In one weekend your bathroom can be transformed into a sanctuary of self-care. Refinishing your tub is a cost-effective alternative to a replacement. Start by removing any and all hardware, then sand the whole surface, filling in any cracks or holes with putty. Once you’ve sanded down the putty, apply multiple layers of primer and topcoat following the manufacturer’s instructions and buff the surface. Replace your vanity’s cabinet hardware and drawer pulls, matching them with your shower rod, faucet and shower head to tie the room together. Switch out your shower curtain and carpets for bold colors to liven up the space or choose neutral tones to create an organic feel.

 

A bathroom with a dark blue vanity, white walls, and white tile.

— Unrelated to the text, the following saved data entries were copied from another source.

use std::path::Path;

use scraper::ElementRef;

use crate::choice::{RadioGroup, SelectField};
use crate::error::{Error, Result};
use crate::value::{FieldValue, FileUpload, SetValue};

/// Capabilities shared by every form field variant.
pub trait Field {
    /// The submitted name, possibly in bracket notation.
    fn name(&self) -> &str;

    /// The value that would be submitted, if any.
    fn value(&self) -> Option<FieldValue>;

    fn set_value(&mut self, value: SetValue) -> Result<()>;

    /// Whether the field contributes to the submitted values.
    fn has_value(&self) -> bool;

    fn is_disabled(&self) -> bool;
}

pub(crate) fn tag_name<'a>(element: &ElementRef<'a>) -> &'a str {
    element.value().name()
}

pub(crate) fn input_type(element: &ElementRef) -> String {
    element
        .value()
        .attr("type")
        .unwrap_or_default()
        .to_ascii_lowercase()
}

pub(crate) fn has_attr(element: &ElementRef, name: &str) -> bool {
    element.value().attr(name).is_some()
}

pub(crate) fn name_attr(element: &ElementRef) -> String {
    element.value().attr("name").unwrap_or_default().to_string()
}

/// Text inputs, hidden inputs and every other `<input>` that is not a
/// checkbox, a radio button or a file upload. Also built from `<button>`.
#[derive(Debug, Clone, PartialEq)]
pub struct InputField {
    name: String,
    value: Option<String>,
    disabled: bool,
}

impl InputField {
    pub fn new(name: impl Into<String>, value: impl Into<String>) -> Self {
        Self {
            name: name.into(),
            value: Some(value.into()),
            disabled: false,
        }
    }

    pub fn from_element(element: ElementRef) -> Result<Self> {
        let tag = tag_name(&element);
        if tag != "input" && tag != "button" {
            return Err(Error::tag_mismatch("an input or button element", tag));
        }
        match input_type(&element).as_str() {
            "checkbox" => {
                return Err(Error::tag_mismatch(
                    "a non-checkbox input",
                    "input[type=checkbox]",
                ))
            }
            "file" => return Err(Error::tag_mismatch("a non-file input", "input[type=file]")),
            _ => {}
        }

        Ok(Self {
            name: name_attr(&element),
            value: element.value().attr("value").map(String::from),
            disabled: has_attr(&element, "disabled"),
        })
    }
}

impl Field for InputField {
    fn name(&self) -> &str {
        &self.name
    }

    fn value(&self) -> Option<FieldValue> {
        self.value.clone().map(FieldValue::Text)
    }

    fn set_value(&mut self, value: SetValue) -> Result<()> {
        self.value = Some(match value {
            SetValue::Text(text) => text,
            SetValue::Bool(true) => "1".to_string(),
            SetValue::Bool(false) => String::new(),
            _ => return Err(Error::type_mismatch(&self.name, "a string")),
        });
        Ok(())
    }

    fn has_value(&self) -> bool {
        self.value.is_some()
    }

    fn is_disabled(&self) -> bool {
        self.disabled
    }
}

/// A `<textarea>`; always submitted, even when empty.
#[derive(Debug, Clone, PartialEq)]
pub struct TextareaField {
    name: String,
    value: String,
    disabled: bool,
}

impl TextareaField {
    pub fn new(name: impl Into<String>, value: impl Into<String>) -> Self {
        Self {
            name: name.into(),
            value: value.into(),
            disabled: false,
        }
    }

    pub fn from_element(element: ElementRef) -> Result<Self> {
        let tag = tag_name(&element);
        if tag != "textarea" {
            return Err(Error::tag_mismatch("a textarea element", tag));
        }

        Ok(Self {
            name: name_attr(&element),
            value: element.text().collect(),
            disabled: has_attr(&element, "disabled"),
        })
    }
}

impl Field for TextareaField {
    fn name(&self) -> &str {
        &self.name
    }

    fn value(&self) -> Option<FieldValue> {
        Some(FieldValue::Text(self.value.clone()))
    }

    fn set_value(&mut self, value: SetValue) -> Result<()> {
        self.value = match value {
            SetValue::Text(text) => text,
            SetValue::Bool(true) => "1".to_string(),
            SetValue::Bool(false) => String::new(),
            _ => return Err(Error::type_mismatch(&self.name, "a string")),
        };
        Ok(())
    }

    fn has_value(&self) -> bool {
        true
    }

    fn is_disabled(&self) -> bool {
        self.disabled
    }
}

/// `<input type="checkbox">`: submits its `value` attribute (or `"on"`) when
/// ticked and nothing otherwise.
#[derive(Debug, Clone, PartialEq)]
pub struct CheckBoxField {
    name: String,
    checked_value: String,
    value: Option<String>,
    disabled: bool,
}

impl CheckBoxField {
    /// An unticked checkbox submitting `checked_value` once ticked.
    pub fn new(name: impl Into<String>, checked_value: impl Into<String>) -> Self {
        Self {
            name: name.into(),
            checked_value: checked_value.into(),
            value: None,
            disabled: false,
        }
    }

    pub fn from_element(element: ElementRef) -> Result<Self> {
        let tag = tag_name(&element);
        if tag != "input" {
            return Err(Error::tag_mismatch("an input element", tag));
        }
        let kind = input_type(&element);
        if kind != "checkbox" {
            return Err(Error::tag_mismatch(
                "an input with a type of checkbox",
                format!("input[type={kind}]"),
            ));
        }

        let mut field = Self {
            name: name_attr(&element),
            checked_value: element.value().attr("value").unwrap_or("on").to_string(),
            value: None,
            disabled: has_attr(&element, "disabled"),
        };
        field.set_checked(has_attr(&element, "checked"));
        Ok(field)
    }

    pub fn tick(&mut self) {
        self.set_checked(true);
    }

    pub fn untick(&mut self) {
        self.set_checked(false);
    }

    pub fn is_checked(&self) -> bool {
        self.value.is_some()
    }

    fn set_checked(&mut self, checked: bool) {
        self.value = checked.then(|| self.checked_value.clone());
    }
}

impl Field for CheckBoxField {
    fn name(&self) -> &str {
        &self.name
    }

    fn value(&self) -> Option<FieldValue> {
        self.value.clone().map(FieldValue::Text)
    }

    /// Booleans tick or untick; text ticks unless it is empty or `"0"`.
    fn set_value(&mut self, value: SetValue) -> Result<()> {
        let checked = match value {
            SetValue::Bool(flag) => flag,
            SetValue::Text(text) => !(text.is_empty() || text == "0"),
            _ => return Err(Error::type_mismatch(&self.name, "a boolean")),
        };
        self.set_checked(checked);
        Ok(())
    }

    fn has_value(&self) -> bool {
        self.is_checked()
    }

    fn is_disabled(&self) -> bool {
        self.disabled
    }
}

/// `<input type="file">`. Always carries a descriptor; an untouched input
/// holds the "no file" descriptor.
#[derive(Debug, Clone, PartialEq)]
pub struct FileField {
    name: String,
    upload: FileUpload,
    disabled: bool,
}

impl FileField {
    pub fn new(name: impl Into<String>) -> Self {
        Self {
            name: name.into(),
            upload: FileUpload::empty(),
            disabled: false,
        }
    }

    pub fn from_element(element: ElementRef) -> Result<Self> {
        let tag = tag_name(&element);
        if tag != "input" {
            return Err(Error::tag_mismatch("an input element", tag));
        }
        let kind = input_type(&element);
        if kind != "file" {
            return Err(Error::tag_mismatch(
                "an input with a type of file",
                format!("input[type={kind}]"),
            ));
        }

        Ok(Self {
            name: name_attr(&element),
            upload: FileUpload::empty(),
            disabled: has_attr(&element, "disabled"),
        })
    }

    /// Attach the file at `path`.
    pub fn upload(&mut self, path: impl AsRef<Path>) {
        self.upload = FileUpload::from_path(path);
    }

    pub fn set_upload(&mut self, upload: FileUpload) {
        self.upload = upload;
    }

    pub fn clear(&mut self) {
        self.upload = FileUpload::empty();
    }

    pub fn descriptor(&self) -> &FileUpload {
        &self.upload
    }
}

impl Field for FileField {
    fn name(&self) -> &str {
        &self.name
    }

    fn value(&self) -> Option<FieldValue> {
        Some(FieldValue::File(self.upload.clone()))
    }

    /// Text is taken as a path to attach; empty text detaches.
    fn set_value(&mut self, value: SetValue) -> Result<()> {
        match value {
            SetValue::Text(path) if path.is_empty() => self.clear(),
            SetValue::Text(path) => self.upload(path),
            _ => return Err(Error::type_mismatch(&self.name, "a file path")),
        }
        Ok(())
    }

    fn has_value(&self) -> bool {
        !self.upload.is_empty()
    }

    fn is_disabled(&self) -> bool {
        self.disabled
    }
}

/// Every kind of field a form can hold.
#[derive(Debug, Clone, PartialEq)]
pub enum FormField {
    Input(InputField),
    Textarea(TextareaField),
    CheckBox(CheckBoxField),
    Radio(RadioGroup),
    Select(SelectField),
    File(FileField),
}

macro_rules! dispatch {
    ($self:expr, $field:ident => $body:expr) => {
        match $self {
            FormField::Input($field) => $body,
            FormField::Textarea($field) => $body,
            FormField::CheckBox($field) => $body,
            FormField::Radio($field) => $body,
            FormField::Select($field) => $body,
            FormField::File($field) => $body,
        }
    };
}

impl Field for FormField {
    fn name(&self) -> &str {
        dispatch!(self, f => f.name())
    }

    fn value(&self) -> Option<FieldValue> {
        dispatch!(self, f => f.value())
    }

    fn set_value(&mut self, value: SetValue) -> Result<()> {
        dispatch!(self, f => f.set_value(value))
    }

    fn has_value(&self) -> bool {
        dispatch!(self, f => f.has_value())
    }

    fn is_disabled(&self) -> bool {
        dispatch!(self, f => f.is_disabled())
    }
}

impl FormField {
    pub fn kind(&self) -> &'static str {
        match self {
            Self::Input(_) => "input",
            Self::Textarea(_) => "textarea",
            Self::CheckBox(_) => "checkbox",
            Self::Radio(_) => "radio",
            Self::Select(_) => "select",
            Self::File(_) => "file",
        }
    }

    /// Convenience for [`Field::set_value`] with anything convertible.
    pub fn set(&mut self, value: impl Into<SetValue>) -> Result<()> {
        self.set_value(value.into())
    }

    /// Select `value` on a radio group or a select box; plain assignment otherwise.
    pub fn select(&mut self, value: &str) -> Result<()> {
        match self {
            Self::Radio(radio) => radio.select(value),
            Self::Select(select) => select.select(value),
            other => other.set_value(SetValue::Text(value.to_string())),
        }
    }

    pub fn as_checkbox_mut(&mut self) -> Option<&mut CheckBoxField> {
        match self {
            Self::CheckBox(checkbox) => Some(checkbox),
            _ => None,
        }
    }

    pub fn as_radio(&self) -> Option<&RadioGroup> {
        match self {
            Self::Radio(radio) => Some(radio),
            _ => None,
        }
    }

    pub fn as_radio_mut(&mut self) -> Option<&mut RadioGroup> {
        match self {
            Self::Radio(radio) => Some(radio),
            _ => None,
        }
    }

    pub fn as_select(&self) -> Option<&SelectField> {
        match self {
            Self::Select(select) => Some(select),
            _ => None,
        }
    }

    pub fn as_file_mut(&mut self) -> Option<&mut FileField> {
        match self {
            Self::File(file) => Some(file),
            _ => None,
        }
    }

    pub fn is_file(&self) -> bool {
        matches!(self, Self::File(_))
    }

    /// Lift option validation on radio groups and select boxes.
    pub fn disable_validation(&mut self) {
        match self {
            Self::Radio(radio) => {
                radio.disable_validation();
            }
            Self::Select(select) => {
                select.disable_validation();
            }
            _ => {}
        }
    }
}

impl From<InputField> for FormField {
    fn from(field: InputField) -> Self {
        Self::Input(field)
    }
}

impl From<TextareaField> for FormField {
    fn from(field: TextareaField) -> Self {
        Self::Textarea(field)
    }
}

impl From<CheckBoxField> for FormField {
    fn from(field: CheckBoxField) -> Self {
        Self::CheckBox(field)
    }
}

impl From<RadioGroup> for FormField {
    fn from(field: RadioGroup) -> Self {
        Self::Radio(field)
    }
}

impl From<SelectField> for FormField {
    fn from(field: SelectField) -> Self {
        Self::Select(field)
    }
}

impl From<FileField> for FormField {
    fn from(field: FileField) -> Self {
        Self::File(field)
    }
}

Image Source: Getty Images

5. Organize Room-By-Room

Spending a weekend organizing each room of the house is sure to make a big difference in the look and feel of your home. Bookcases and coffee tables are magnets for clutter in the living room. Start by emptying everything and sort the items into three piles: keep, dispose, donate, (this method of organization will do wonders for your closets and bedroom as well), and invest in storage bins to keep the space tidy. In the bathroom, organize the medicine cabinet and vanity drawers first. Get rid of expired medication, makeup, and toiletries. Take the same approach to your shower. Once you’ve gone through everything, reassess your shower shelving to fit your newly organized inventory. After working your way through your kitchen cabinets, consider either a hanging or wall-mounted pot and pan rack to save space.

 

6. Fix Up Your Fence

Whether your fence needs a simple wash, a new sealant or stain, or repair, tending to it will freshen up your yard while also extending the life of your fence. Power washers are a helpful tool in getting your fence clean before re-staining, but a sprayer that’s too powerful could damage the wood. Let the fence dry for one to two days before applying the stain. As long as any damage that needs repair is contained to a section of the fence, a weekend should be plenty of time to get it fixed. To replace any damaged rails, pry them off their posts with a crowbar or cut the damaged section out with a handsaw. When repairing fence posts, be sure to remove any rails that are connected to it.

 

7. Build a Firepit

Common firepit materials include brick, stone, or cinder blocks. Outline your firepit before you start digging. Once the hole is dug six to eight inches deep, fill in the hole with gravel until it is level with the ground. Choose your materials, fix the stones into the ground, compact them together, and enjoy your time by the fire. Check for local burn bans or regulations.